Robert Bond. Photo courtesy Deborah Bond
Simone Walters was driving down Adam Clayton Powell Jr. Boulevard on the night of July 21, 2011, when she struck Robert Bond at W. 119th Street, a short distance from Bond’s home. According to reports, Walters “never slowed down,” hitting another vehicle several blocks away and coming to a stop when she crashed into a parked car at E. 104th Street and Madison Avenue, having lost a wheel from her 2000 BMW.
Bond, a father of four, suffered severe head injuries and died hours later at Harlem Hospital.
Initial reports said Walters was charged with DUI, leaving the scene and driving with a suspended license. According to an online database of court records, no charges were issued for speeding or reckless driving. Since Walters’ blood alcohol content was measured at .06 percent, if a DUI charge was indeed issued, it was downgraded to driving while ability impaired. DWAI applies when a driver has a BAC of .05 to .07 percent or displays other evidence of impairment, and is classified as a traffic infraction, or a misdemeanor for repeat offenses.

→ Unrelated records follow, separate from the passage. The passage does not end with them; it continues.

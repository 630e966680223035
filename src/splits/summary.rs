//! Split table summaries and condensed views.
//!
//! Works on a finished table only: totals are read from the last row, so these
//! helpers agree with whatever plan produced the rows.

use serde::{Deserialize, Serialize};

use super::Split;
use crate::time::format_pace;

/// Tolerance when matching a split's distance against a target distance
pub const VIEW_EPSILON: f64 = 0.2;

/// Length of the closing stretch reported by [`finish_summary`]
pub const FINISH_WINDOW: f64 = 10.0;

/// Which rows of the split table to show.
#[derive(Debug, Clone, Copy, PartialEq, Eq, Hash, Default, Serialize, Deserialize)]
#[serde(rename_all = "camelCase")]
#[cfg_attr(feature = "ffi", derive(uniffi::Enum))]
pub enum SplitView {
    /// Every segment
    PerUnit,
    /// Every fifth unit plus the finish
    PerFive,
    /// 5, 10, half, 30, 35, 40 and the finish
    #[default]
    Key,
}

/// Front half vs back half of a plan.
#[derive(Debug, Clone, PartialEq, Serialize, Deserialize)]
#[cfg_attr(feature = "ffi", derive(uniffi::Record))]
pub struct HalfSplitSummary {
    pub half_distance: f64,
    pub front_seconds: f64,
    pub back_seconds: f64,
    pub front_pace_seconds: f64,
    pub back_pace_seconds: f64,
    pub front_pace: String,
    pub back_pace: String,
}

/// The closing stretch of a plan.
#[derive(Debug, Clone, PartialEq, Serialize, Deserialize)]
#[cfg_attr(feature = "ffi", derive(uniffi::Record))]
pub struct FinishSummary {
    pub distance: f64,
    pub seconds: f64,
    pub pace_seconds: f64,
    pub pace: String,
}

fn totals(splits: &[Split]) -> Option<(f64, f64)> {
    let last = splits.last()?;
    let distance = last.distance_from_start;
    let seconds = last.cumulative_seconds;
    (distance > 0.0 && seconds > 0.0).then_some((distance, seconds))
}

/// First row whose cumulative distance reaches `distance`.
fn first_reaching(splits: &[Split], distance: f64) -> Option<&Split> {
    splits.iter().find(|s| s.distance_from_start >= distance)
}

/// Time and pace for each half of the race.
///
/// The front half ends at the first row that reaches half the distance, so
/// with whole-unit rows the split point is the end of that row.
pub fn half_split_summary(splits: &[Split]) -> Option<HalfSplitSummary> {
    let (total_distance, total_seconds) = totals(splits)?;
    let half_distance = total_distance / 2.0;

    let front_seconds = first_reaching(splits, half_distance)
        .map(|s| s.cumulative_seconds)
        .unwrap_or(total_seconds);
    let back_seconds = (total_seconds - front_seconds).max(0.0);

    let front_pace_seconds = front_seconds / half_distance;
    let back_pace_seconds = back_seconds / half_distance;

    Some(HalfSplitSummary {
        half_distance,
        front_seconds,
        back_seconds,
        front_pace_seconds,
        back_pace_seconds,
        front_pace: format_pace(front_pace_seconds),
        back_pace: format_pace(back_pace_seconds),
    })
}

/// Time and pace over roughly the last [`FINISH_WINDOW`] units, measured from
/// the end of the first row that reaches `total - FINISH_WINDOW`.
pub fn finish_summary(splits: &[Split]) -> Option<FinishSummary> {
    let (total_distance, total_seconds) = totals(splits)?;
    let start_distance = (total_distance - FINISH_WINDOW).max(0.0);

    let start = first_reaching(splits, start_distance)?;
    let distance = total_distance - start.distance_from_start;
    let seconds = (total_seconds - start.cumulative_seconds).max(0.0);

    if distance <= 0.0 || seconds <= 0.0 {
        return None;
    }

    let pace_seconds = seconds / distance;
    Some(FinishSummary {
        distance,
        seconds,
        pace_seconds,
        pace: format_pace(pace_seconds),
    })
}

/// Rows to display for a view mode.
pub fn select_splits(splits: &[Split], view: SplitView) -> Vec<Split> {
    match view {
        SplitView::PerUnit => splits.to_vec(),
        SplitView::PerFive => select_per_five(splits),
        SplitView::Key => select_key(splits),
    }
}

fn select_per_five(splits: &[Split]) -> Vec<Split> {
    let last = splits.len().saturating_sub(1);
    splits
        .iter()
        .enumerate()
        .filter(|(i, s)| {
            if *i == last {
                return true;
            }
            let d = s.distance_from_start;
            let target = (d / 5.0).round() * 5.0;
            (d - target).abs() <= VIEW_EPSILON
        })
        .map(|(_, s)| s.clone())
        .collect()
}

fn select_key(splits: &[Split]) -> Vec<Split> {
    let Some((total_distance, _)) = totals(splits) else {
        return Vec::new();
    };

    let candidates = [5.0, 10.0, total_distance / 2.0, 30.0, 35.0, 40.0];
    let mut targets: Vec<f64> = Vec::new();
    for c in candidates {
        if c <= 0.0 || c > total_distance + VIEW_EPSILON {
            continue;
        }
        if !targets.iter().any(|t| (t - c).abs() <= VIEW_EPSILON) {
            targets.push(c);
        }
    }

    let mut picked: Vec<&Split> = Vec::new();
    for target in targets {
        // Closest row at or (within tolerance) past the target
        let best = splits
            .iter()
            .filter(|s| s.distance_from_start + VIEW_EPSILON >= target)
            .min_by(|a, b| a.distance_from_start.total_cmp(&b.distance_from_start));

        if let Some(best) = best {
            if !picked.iter().any(|p| p.split_number == best.split_number) {
                picked.push(best);
            }
        }
    }

    // The finish is always the final row, even when an earlier row is within
    // tolerance of the total
    if let Some(finish) = splits.last() {
        if !picked.iter().any(|p| p.split_number == finish.split_number) {
            picked.push(finish);
        }
    }

    picked.sort_by_key(|s| s.split_number);
    picked.into_iter().cloned().collect()
}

Under New York State law, in order to sustain a charge of vehicular homicide, prosecutors must be able to prove that impairment caused a motorist to operate a vehicle in a manner that caused death. Presumably, since Walters’ BAC was below the .08 standard for intoxication, Manhattan District Attorney Cy Vance did not charge her with vehicular homicide. Walters eventually pleaded guilty to a top charge of leaving the scene of an incident that resulted in death, a Class D felony, and in June was sentenced to one to three years in prison.
A motorist with a suspended license, who has been drinking, mortally wounds a man, pinballs through more than a dozen city blocks, crashing into other vehicles until a wheel falls off her car, and is not charged for killing. How can this be?
To begin with, the DUI charge may have been compromised by state laws that give drunk drivers time to sober up after a crash. Prosecutors have tried for years to streamline arduous warrant procedures that prevent police from obtaining blood alcohol evidence from suspected drunk drivers, who can delay the process for hours.
“What they said was once the officer chased her down and got her, they took her to Harlem Hospital. She needed some work done on her,” said Deborah Bond, Robert Bond’s widow, in a phone interview with Streetsblog. “So after two hours, taking her blood level, it was down already. So they didn’t charge her with drunken driving.”
“After two hours,” said Bond, “of course your blood level is going to be down.”
As usual in a pedestrian fatality case, there is also the question of what additional tools, if any, prosecutors may have had at their disposal.